To do
Please give the data again exactly, with no line dropped.
Start of The data
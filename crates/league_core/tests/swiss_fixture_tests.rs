//! Regression fixtures for the Swiss pairing search
//!
//! A 16-team division after four rounds, with standings and opponents fixed.
//! No randomness is involved: the same history must always give the same
//! round.

use league_core::{schedule_round, Division, GameMode, LeagueError, Team, TeamId};
use std::collections::HashSet;

const NAMES: [&str; 16] = [
    "Team A", "Team B", "Team C", "Team D", "Team E", "Team F", "Team G", "Team H", "Team I",
    "Team J", "Team K", "Team L", "Team M", "Team N", "Team O", "Team P",
];

const SKILLS: [f64; 16] = [
    3.0, 2.6, 1.8, 1.0, 2.2, 1.4, -0.2, 0.2, -0.6, 0.6, -1.4, -1.8, -1.0, -2.2, -3.0, -2.6,
];

/// Opponents already faced, by index into `NAMES`.
#[rustfmt::skip]
const HISTORY: [(usize, usize); 32] = [
    (0, 1), (0, 4), (0, 5), (0, 9),
    (1, 2), (1, 3), (1, 7),
    (2, 7), (2, 13), (2, 14),
    (3, 8), (3, 9), (3, 10),
    (4, 5), (4, 12), (4, 15),
    (5, 6), (5, 12),
    (6, 9), (6, 12), (6, 15),
    (7, 8), (7, 13),
    (8, 13), (8, 14),
    (9, 11),
    (10, 11), (10, 12), (10, 15),
    (11, 13), (11, 14),
    (14, 15),
];

fn fixture_division() -> Division {
    let teams = NAMES
        .iter()
        .zip(SKILLS)
        .enumerate()
        .map(|(i, (name, skill))| Team::new(TeamId(i as u32), *name, skill))
        .collect();
    // No seed: nothing random should be consulted while pairing
    let mut division = Division::from_teams("Main", teams, None).unwrap();
    for (a, b) in HISTORY {
        division
            .record_faced(TeamId(a as u32), TeamId(b as u32))
            .unwrap();
    }
    division
}

fn named_round(division: &Division) -> Vec<[String; 2]> {
    schedule_round(division)
        .unwrap()
        .iter()
        .map(|p| {
            [
                division.team(p.home).unwrap().name().to_string(),
                division.team(p.away).unwrap().name().to_string(),
            ]
        })
        .collect()
}

#[test]
fn test_sixteen_team_fixture() {
    let division = fixture_division();
    division.check_invariants().unwrap();

    let expected = [
        ["Team A", "Team C"],
        ["Team B", "Team E"],
        ["Team D", "Team F"],
        ["Team G", "Team H"],
        ["Team I", "Team J"],
        ["Team K", "Team N"],
        ["Team L", "Team P"],
        ["Team M", "Team O"],
    ];
    let round = named_round(&division);
    let round: Vec<[&str; 2]> = round.iter().map(|[h, a]| [h.as_str(), a.as_str()]).collect();
    assert_eq!(round, expected);
}

#[test]
fn test_fixture_is_deterministic() {
    let first = named_round(&fixture_division());
    for _ in 0..5 {
        assert_eq!(named_round(&fixture_division()), first);
    }
}

#[test]
fn test_fixture_round_respects_history() {
    let division = fixture_division();
    let round = schedule_round(&division).unwrap();

    let mut scheduled = HashSet::new();
    for pairing in &round {
        let home = division.team(pairing.home).unwrap();
        let away = division.team(pairing.away).unwrap();
        assert!(!home.has_faced(away.id()));
        assert!(!away.has_faced(home.id()));
        assert!(scheduled.insert(pairing.home));
        assert!(scheduled.insert(pairing.away));
    }
    assert_eq!(scheduled.len(), division.len());
}

#[test]
fn test_fixture_played_then_rescheduled() {
    let mut division = fixture_division();
    let round = schedule_round(&division).unwrap();
    for pairing in &round {
        division
            .play_match(pairing.home, pairing.away, GameMode::for_round(5))
            .unwrap();
        division.record_faced(pairing.home, pairing.away).unwrap();
    }
    division.sort();
    division.check_invariants().unwrap();

    let next = schedule_round(&division).unwrap();
    for pairing in &next {
        assert!(!division.team(pairing.home).unwrap().has_faced(pairing.away));
    }
}

#[test]
fn test_top_team_out_of_opponents() {
    let mut division = fixture_division();
    for other in 1..16 {
        if !division.team(TeamId(0)).unwrap().has_faced(TeamId(other)) {
            division.record_faced(TeamId(0), TeamId(other)).unwrap();
        }
    }
    assert!(matches!(
        schedule_round(&division),
        Err(LeagueError::Scheduling { teams: 16, .. })
    ));
}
End of The data
Solution
filename crates/league_core/tests/swiss_fixture_tests.rs
//! Regression fixtures for the Swiss pairing search
//!
//! A 16-team division after four rounds, with standings and opponents fixed.
//! No randomness is involved: the same history must always give the same
//! round.

use league_core::{schedule_round, Division, GameMode, LeagueError, Team, TeamId};
use std::collections::HashSet;

const NAMES: [&str; 16] = [
    "Team A", "Team B", "Team C", "Team D", "Team E", "Team F", "Team G", "Team H", "Team I",
    "Team J", "Team K", "Team L", "Team M", "Team N", "Team O", "Team P",
];

const SKILLS: [f64; 16] = [
    3.0, 2.6, 1.8, 1.0, 2.2, 1.4, -0.2, 0.2, -0.6, 0.6, -1.4, -1.8, -1.0, -2.2, -3.0, -2.6,
];

/// Opponents already faced, by index into `NAMES`.
#[rustfmt::skip]
const HISTORY: [(usize, usize); 32] = [
    (0, 1), (0, 4), (0, 5), (0, 9),
    (1, 2), (1, 3), (1, 7),
    (2, 7), (2, 13), (2, 14),
    (3, 8), (3, 9), (3, 10),
    (4, 5), (4, 12), (4, 15),
    (5, 6), (5, 12),
    (6, 9), (6, 12), (6, 15),
    (7, 8), (7, 13),
    (8, 13), (8, 14),
    (9, 11),
    (10, 11), (10, 12), (10, 15),
    (11, 13), (11, 14),
    (14, 15),
];

fn fixture_division() -> Division {
    let teams = NAMES
        .iter()
        .zip(SKILLS)
        .enumerate()
        .map(|(i, (name, skill))| Team::new(TeamId(i as u32), *name, skill))
        .collect();
    // No seed: nothing random should be consulted while pairing
    let mut division = Division::from_teams("Main", teams, None).unwrap();
    for (a, b) in HISTORY {
        division
            .record_faced(TeamId(a as u32), TeamId(b as u32))
            .unwrap();
    }
    division
}

fn named_round(division: &Division) -> Vec<[String; 2]> {
    schedule_round(division)
        .unwrap()
        .iter()
        .map(|p| {
            [
                division.team(p.home).unwrap().name().to_string(),
                division.team(p.away).unwrap().name().to_string(),
            ]
        })
        .collect()
}

#[test]
fn test_sixteen_team_fixture() {
    let division = fixture_division();
    division.check_invariants().unwrap();

    let expected = [
        ["Team A", "Team C"],
        ["Team B", "Team E"],
        ["Team D", "Team F"],
        ["Team G", "Team H"],
        ["Team I", "Team J"],
        ["Team K", "Team N"],
        ["Team L", "Team P"],
        ["Team M", "Team O"],
    ];
    let round = named_round(&division);
    let round: Vec<[&str; 2]> = round.iter().map(|[h, a]| [h.as_str(), a.as_str()]).collect();
    assert_eq!(round, expected);
}

#[test]
fn test_fixture_is_deterministic() {
    let first = named_round(&fixture_division());
    for _ in 0..5 {
        assert_eq!(named_round(&fixture_division()), first);
    }
}

#[test]
fn test_fixture_round_respects_history() {
    let division = fixture_division();
    let round = schedule_round(&division).unwrap();

    let mut scheduled = HashSet::new();
    for pairing in &round {
        let home = division.team(pairing.home).unwrap();
        let away = division.team(pairing.away).unwrap();
        assert!(!home.has_faced(away.id()));
        assert!(!away.has_faced(home.id()));
        assert!(scheduled.insert(pairing.home));
        assert!(scheduled.insert(pairing.away));
    }
    assert_eq!(scheduled.len(), division.len());
}

#[test]
fn test_fixture_played_then_rescheduled() {
    let mut division = fixture_division();
    let round = schedule_round(&division).unwrap();
    for pairing in &round {
        division
            .play_match(pairing.home, pairing.away, GameMode::for_round(5))
            .unwrap();
        division.record_faced(pairing.home, pairing.away).unwrap();
    }
    division.sort();
    division.check_invariants().unwrap();

    let next = schedule_round(&division).unwrap();
    for pairing in &next {
        assert!(!division.team(pairing.home).unwrap().has_faced(pairing.away));
    }
}

#[test]
fn test_top_team_out_of_opponents() {
    let mut division = fixture_division();
    for other in 1..16 {
        if !division.team(TeamId(0)).unwrap().has_faced(TeamId(other)) {
            division.record_faced(TeamId(0), TeamId(other)).unwrap();
        }
    }
    assert!(matches!(
        schedule_round(&division),
        Err(LeagueError::Scheduling { teams: 16, .. })
    ));
}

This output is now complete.